Mailing List Archive

HP signs the Python Software Foundation Contributor Agreement
Hi!



I’m glad to announce that HP has reviewed and signed the Python Software Foundation (PSF) Contributor Agreement on an umbrella basis. The PSF CA is very similar to the OpenStack Contributor Agreement, meaning that copyright is not transferred or assigned, but instead license is granted to the PSF to redistribute the contributions as part of the Python project. This means that HP employee developers may submit code and patches to PSF covered projects, such as and especially the Python base modules and the contents of the PyPI, without separately having to sign the PSF CA themselves.
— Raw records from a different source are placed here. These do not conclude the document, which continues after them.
use mutabaah_api::run;

#[tokio::main]
async fn main() {
    if let Err(err) = run().await {
        eprintln!("application error: {err}");
        std::process::exit(1);
    }
}
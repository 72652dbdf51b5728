use chrono::NaiveDate;
use metrics_exporter_prometheus::PrometheusHandle;
use mutabaah::catalog::Catalog;
use mutabaah::config::HouseholdConfig;
use mutabaah::domain::{
    CatalogItem, DateRange, ItemId, LogEntry, LogUpsert, NewCatalogItem, NewPerson, Person,
    PersonId, TimeConfig, UpsertOutcome,
};
use mutabaah::scoring::ScoringEngine;
use mutabaah::service::HouseholdService;
use mutabaah::store::{HouseholdStore, InMemoryHouseholdStore, SqliteHouseholdStore, StoreError};
use mutabaah::time::{LeaderboardWindow, TimeResolver};
use std::sync::atomic::AtomicBool;
use std::sync::Arc;
use tracing::{info, warn};

#[derive(Clone)]
pub(crate) struct AppState {
    pub(crate) readiness: Arc<AtomicBool>,
    pub(crate) metrics: Arc<PrometheusHandle>,
}

/// Store picked at startup: SQLite when a database path is configured,
/// otherwise an ephemeral in-memory household.
pub(crate) enum HouseholdBackend {
    Sqlite(SqliteHouseholdStore),
    Memory(InMemoryHouseholdStore),
}

impl HouseholdBackend {
    pub(crate) fn open(config: &HouseholdConfig) -> Result<Self, StoreError> {
        match &config.database_path {
            Some(path) => {
                info!(path = %path.display(), "opening household database");
                SqliteHouseholdStore::open(path).map(Self::Sqlite)
            }
            None => {
                warn!("MUTABAAH_DATABASE_PATH not set; household data will not persist");
                Ok(Self::Memory(InMemoryHouseholdStore::new()))
            }
        }
    }

    fn store(&self) -> &dyn HouseholdStore {
        match self {
            Self::Sqlite(store) => store,
            Self::Memory(store) => store,
        }
    }
}

impl HouseholdStore for HouseholdBackend {
    fn persons(&self) -> Result<Vec<Person>, StoreError> {
        self.store().persons()
    }

    fn person(&self, id: PersonId) -> Result<Option<Person>, StoreError> {
        self.store().person(id)
    }

    fn insert_person(&self, person: NewPerson) -> Result<Person, StoreError> {
        self.store().insert_person(person)
    }

    fn update_person(&self, person: Person) -> Result<(), StoreError> {
        self.store().update_person(person)
    }

    fn delete_person(&self, id: PersonId) -> Result<(), StoreError> {
        self.store().delete_person(id)
    }

    fn catalog(&self) -> Result<Catalog, StoreError> {
        self.store().catalog()
    }

    fn insert_item(&self, item: NewCatalogItem) -> Result<CatalogItem, StoreError> {
        self.store().insert_item(item)
    }

    fn delete_item(&self, id: ItemId) -> Result<(), StoreError> {
        self.store().delete_item(id)
    }

    fn upsert_log(&self, upsert: LogUpsert) -> Result<(LogEntry, UpsertOutcome), StoreError> {
        self.store().upsert_log(upsert)
    }

    fn log(
        &self,
        person: PersonId,
        item: ItemId,
        date: NaiveDate,
    ) -> Result<Option<LogEntry>, StoreError> {
        self.store().log(person, item, date)
    }

    fn logs_between(
        &self,
        range: DateRange,
        person: Option<PersonId>,
    ) -> Result<Vec<LogEntry>, StoreError> {
        self.store().logs_between(range, person)
    }

    fn time_config(&self) -> Result<TimeConfig, StoreError> {
        self.store().time_config()
    }

    fn set_time_config(&self, config: TimeConfig) -> Result<(), StoreError> {
        self.store().set_time_config(config)
    }
}

pub(crate) fn household_service<S>(store: Arc<S>, config: &HouseholdConfig) -> HouseholdService<S>
where
    S: HouseholdStore + 'static,
{
    HouseholdService::new(
        store,
        ScoringEngine::new(config.eligibility_basis),
        TimeResolver::new(config.default_timezone.clone()),
    )
}

pub(crate) fn parse_date(raw: &str) -> Result<NaiveDate, String> {
    NaiveDate::parse_from_str(raw.trim(), "%Y-%m-%d")
        .map_err(|err| format!("failed to parse '{raw}' as YYYY-MM-DD ({err})"))
}

pub(crate) fn parse_window(raw: &str) -> Result<LeaderboardWindow, String> {
    LeaderboardWindow::parse(raw)
        .ok_or_else(|| format!("unknown window '{raw}'; expected today, week, month or year"))
}

#[cfg(test)]
mod tests {
    use super::*;
    use mutabaah::eligibility::EligibilityBasis;

    #[test]
    fn parse_date_reports_the_raw_value() {
        assert_eq!(
            parse_date(" 2025-10-16 "),
            Ok(NaiveDate::from_ymd_opt(2025, 10, 16).expect("valid date"))
        );
        let err = parse_date("16/10/2025").expect_err("wrong format rejected");
        assert!(err.contains("16/10/2025"));
    }

    #[test]
    fn parse_window_accepts_presets_only() {
        assert_eq!(parse_window("Month"), Ok(LeaderboardWindow::Month));
        assert!(parse_window("decade").is_err());
    }

    #[test]
    fn backend_without_path_is_in_memory() {
        let config = HouseholdConfig {
            database_path: None,
            default_timezone: "Asia/Jakarta".to_string(),
            eligibility_basis: EligibilityBasis::QueryDate,
        };
        let backend = HouseholdBackend::open(&config).expect("memory backend opens");
        assert!(matches!(backend, HouseholdBackend::Memory(_)));

        let service = household_service(Arc::new(backend), &config);
        let seeded = service.seed_standard_catalog().expect("seeded");
        assert!(!seeded.is_empty());
    }
}
use crate::cli::ServeArgs;
use crate::infra::{household_service, AppState, HouseholdBackend};
use crate::routes::with_household_routes;
use axum::Extension;
use axum_prometheus::PrometheusMetricLayer;
use mutabaah::config::AppConfig;
use mutabaah::error::AppError;
use mutabaah::telemetry;
use std::sync::atomic::Ordering;
use std::sync::Arc;
use tracing::info;

pub(crate) async fn run(mut args: ServeArgs) -> Result<(), AppError> {
    let mut config = AppConfig::load()?;

    if let Some(host) = args.host.take() {
        config.server.host = host;
    }
    if let Some(port) = args.port.take() {
        config.server.port = port;
    }

    telemetry::init(&config.telemetry)?;

    let (prometheus_layer, prometheus_handle) = PrometheusMetricLayer::pair();
    let readiness_flag = Arc::new(std::sync::atomic::AtomicBool::new(false));
    let app_state = AppState {
        readiness: readiness_flag.clone(),
        metrics: Arc::new(prometheus_handle),
    };

    let backend = Arc::new(HouseholdBackend::open(&config.household)?);
    let household = Arc::new(household_service(backend, &config.household));
    household.seed_standard_catalog()?;

    let app = with_household_routes(household)
        .layer(Extension(app_state))
        .layer(prometheus_layer);

    let addr = config.server.socket_addr()?;
    let listener = tokio::net::TcpListener::bind(addr).await?;
    readiness_flag.store(true, Ordering::Release);

    info!(
        ?config.environment,
        %addr,
        basis = ?config.household.eligibility_basis,
        timezone = %config.household.default_timezone,
        "mutabaah household service ready"
    );

    axum::serve(listener, app).await?;
    Ok(())
}
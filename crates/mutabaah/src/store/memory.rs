use super::{HouseholdStore, StoreError};
use crate::catalog::Catalog;
use crate::domain::{
    CatalogItem, DateRange, ItemId, LogEntry, LogId, LogUpsert, NewCatalogItem, NewPerson,
    Person, PersonId, TimeConfig, UpsertOutcome,
};
use chrono::NaiveDate;
use std::collections::BTreeMap;
use std::sync::{Arc, Mutex, MutexGuard};

#[derive(Debug, Default)]
struct Tables {
    persons: BTreeMap<PersonId, Person>,
    items: BTreeMap<ItemId, CatalogItem>,
    logs: BTreeMap<(PersonId, ItemId, NaiveDate), LogEntry>,
    time_config: TimeConfig,
    next_person: i64,
    next_item: i64,
    next_log: i64,
}

/// Mutex-guarded household tables for tests, demos and ephemeral servers.
#[derive(Debug, Default, Clone)]
pub struct InMemoryHouseholdStore {
    tables: Arc<Mutex<Tables>>,
}

impl InMemoryHouseholdStore {
    pub fn new() -> Self {
        Self::default()
    }

    fn lock(&self) -> Result<MutexGuard<'_, Tables>, StoreError> {
        self.tables
            .lock()
            .map_err(|_| StoreError::Unavailable("household mutex poisoned".to_string()))
    }
}

impl HouseholdStore for InMemoryHouseholdStore {
    fn persons(&self) -> Result<Vec<Person>, StoreError> {
        Ok(self.lock()?.persons.values().cloned().collect())
    }

    fn person(&self, id: PersonId) -> Result<Option<Person>, StoreError> {
        Ok(self.lock()?.persons.get(&id).cloned())
    }

    fn insert_person(&self, person: NewPerson) -> Result<Person, StoreError> {
        let mut tables = self.lock()?;
        tables.next_person += 1;
        let person = person.into_person(PersonId(tables.next_person));
        tables.persons.insert(person.id, person.clone());
        Ok(person)
    }

    fn update_person(&self, person: Person) -> Result<(), StoreError> {
        let mut tables = self.lock()?;
        match tables.persons.get_mut(&person.id) {
            Some(existing) => {
                *existing = person;
                Ok(())
            }
            None => Err(StoreError::PersonNotFound(person.id)),
        }
    }

    fn delete_person(&self, id: PersonId) -> Result<(), StoreError> {
        let mut tables = self.lock()?;
        if tables.persons.remove(&id).is_none() {
            return Err(StoreError::PersonNotFound(id));
        }
        tables.logs.retain(|(person, _, _), _| *person != id);
        Ok(())
    }

    fn catalog(&self) -> Result<Catalog, StoreError> {
        Ok(Catalog::new(self.lock()?.items.values().cloned().collect()))
    }

    fn insert_item(&self, item: NewCatalogItem) -> Result<CatalogItem, StoreError> {
        let mut tables = self.lock()?;
        tables.next_item += 1;
        let item = item.into_item(ItemId(tables.next_item));
        tables.items.insert(item.id, item.clone());
        Ok(item)
    }

    fn delete_item(&self, id: ItemId) -> Result<(), StoreError> {
        let mut tables = self.lock()?;
        if tables.items.remove(&id).is_none() {
            return Err(StoreError::ItemNotFound(id));
        }
        tables.logs.retain(|(_, item, _), _| *item != id);
        Ok(())
    }

    fn upsert_log(&self, upsert: LogUpsert) -> Result<(LogEntry, UpsertOutcome), StoreError> {
        let mut tables = self.lock()?;
        if !tables.persons.contains_key(&upsert.person_id) {
            return Err(StoreError::PersonNotFound(upsert.person_id));
        }
        if !tables.items.contains_key(&upsert.item_id) {
            return Err(StoreError::ItemNotFound(upsert.item_id));
        }

        let key = (upsert.person_id, upsert.item_id, upsert.date);
        let (id, outcome) = match tables.logs.get(&key) {
            Some(existing) => (existing.id, UpsertOutcome::Replaced),
            None => {
                tables.next_log += 1;
                (LogId(tables.next_log), UpsertOutcome::Inserted)
            }
        };

        let entry = LogEntry {
            id,
            person_id: upsert.person_id,
            item_id: upsert.item_id,
            date: upsert.date,
            value: upsert.value,
            note: upsert.note,
            recorded_at: upsert.recorded_at,
        };
        tables.logs.insert(key, entry.clone());
        Ok((entry, outcome))
    }

    fn log(
        &self,
        person: PersonId,
        item: ItemId,
        date: NaiveDate,
    ) -> Result<Option<LogEntry>, StoreError> {
        Ok(self.lock()?.logs.get(&(person, item, date)).cloned())
    }

    fn logs_between(
        &self,
        range: DateRange,
        person: Option<PersonId>,
    ) -> Result<Vec<LogEntry>, StoreError> {
        let tables = self.lock()?;
        let mut logs: Vec<LogEntry> = tables
            .logs
            .values()
            .filter(|entry| range.contains(entry.date))
            .filter(|entry| person.map_or(true, |id| entry.person_id == id))
            .cloned()
            .collect();
        logs.sort_by_key(|entry| (entry.date, entry.person_id, entry.item_id));
        Ok(logs)
    }

    fn time_config(&self) -> Result<TimeConfig, StoreError> {
        Ok(self.lock()?.time_config.clone())
    }

    fn set_time_config(&self, config: TimeConfig) -> Result<(), StoreError> {
        self.lock()?.time_config = config;
        Ok(())
    }
}
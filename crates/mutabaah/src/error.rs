use crate::config::ConfigError;
use crate::report::ExportError;
use crate::service::ServiceError;
use crate::store::StoreError;
use crate::telemetry::TelemetryError;
use axum::http::StatusCode;
use axum::response::{IntoResponse, Response};
use axum::Json;
use serde_json::json;
use std::fmt;

#[derive(Debug)]
pub enum AppError {
    Config(ConfigError),
    Telemetry(TelemetryError),
    Io(std::io::Error),
    Server(axum::Error),
    Store(StoreError),
    Service(ServiceError),
    Export(ExportError),
}

impl fmt::Display for AppError {
    fn fmt(&self, f: &mut fmt::Formatter<'_>) -> fmt::Result {
        match self {
            AppError::Config(err) => write!(f, "configuration error: {}", err),
            AppError::Telemetry(err) => write!(f, "telemetry error: {}", err),
            AppError::Io(err) => write!(f, "io error: {}", err),
            AppError::Server(err) => write!(f, "server error: {}", err),
            AppError::Store(err) => write!(f, "store error: {}", err),
            AppError::Service(err) => write!(f, "household error: {}", err),
            AppError::Export(err) => write!(f, "export error: {}", err),
        }
    }
}

impl std::error::Error for AppError {
    fn source(&self) -> Option<&(dyn std::error::Error + 'static)> {
        match self {
            AppError::Config(err) => Some(err),
            AppError::Telemetry(err) => Some(err),
            AppError::Io(err) => Some(err),
            AppError::Server(err) => Some(err),
            AppError::Store(err) => Some(err),
            AppError::Service(err) => Some(err),
            AppError::Export(err) => Some(err),
        }
    }
}

impl IntoResponse for AppError {
    fn into_response(self) -> Response {
        let status = match &self {
            AppError::Service(err) => err.status_code(),
            AppError::Config(_)
            | AppError::Telemetry(_)
            | AppError::Io(_)
            | AppError::Server(_)
            | AppError::Store(_)
            | AppError::Export(_) => StatusCode::INTERNAL_SERVER_ERROR,
        };

        let body = Json(json!({ "error": self.to_string() }));
        (status, body).into_response()
    }
}

impl From<ConfigError> for AppError {
    fn from(value: ConfigError) -> Self {
        Self::Config(value)
    }
}

impl From<TelemetryError> for AppError {
    fn from(value: TelemetryError) -> Self {
        Self::Telemetry(value)
    }
}

impl From<std::io::Error> for AppError {
    fn from(value: std::io::Error) -> Self {
        Self::Io(value)
    }
}

impl From<axum::Error> for AppError {
    fn from(value: axum::Error) -> Self {
        Self::Server(value)
    }
}

impl From<StoreError> for AppError {
    fn from(value: StoreError) -> Self {
        Self::Store(value)
    }
}

impl From<ServiceError> for AppError {
    fn from(value: ServiceError) -> Self {
        Self::Service(value)
    }
}

impl From<ExportError> for AppError {
    fn from(value: ExportError) -> Self {
        Self::Export(value)
    }
}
This came up as our developers were working on OpenStack, and were discovering bugs and gaps in the base Python we all build OpenStack on. As part of HP’s commitment to OpenStack and to the open source process in general, we decided that the right thing to do was contribute fixes to the Python community, thus making both OpenStack and Python better for everyone.



I would like to encourage all of the organizational members of the OpenStack Foundation to review the PSF contributor agreement, and then sign it on an umbrella basis, or approve it for their own developer employees to sign it. And I would like to encourage all the independent contributors to likewise sign the PSF CA.



Oh, and the PSF does good work and puts on good conferences. They could use more corporate sponsorship. Give them money. Python is a foundation that OpenStack is built on.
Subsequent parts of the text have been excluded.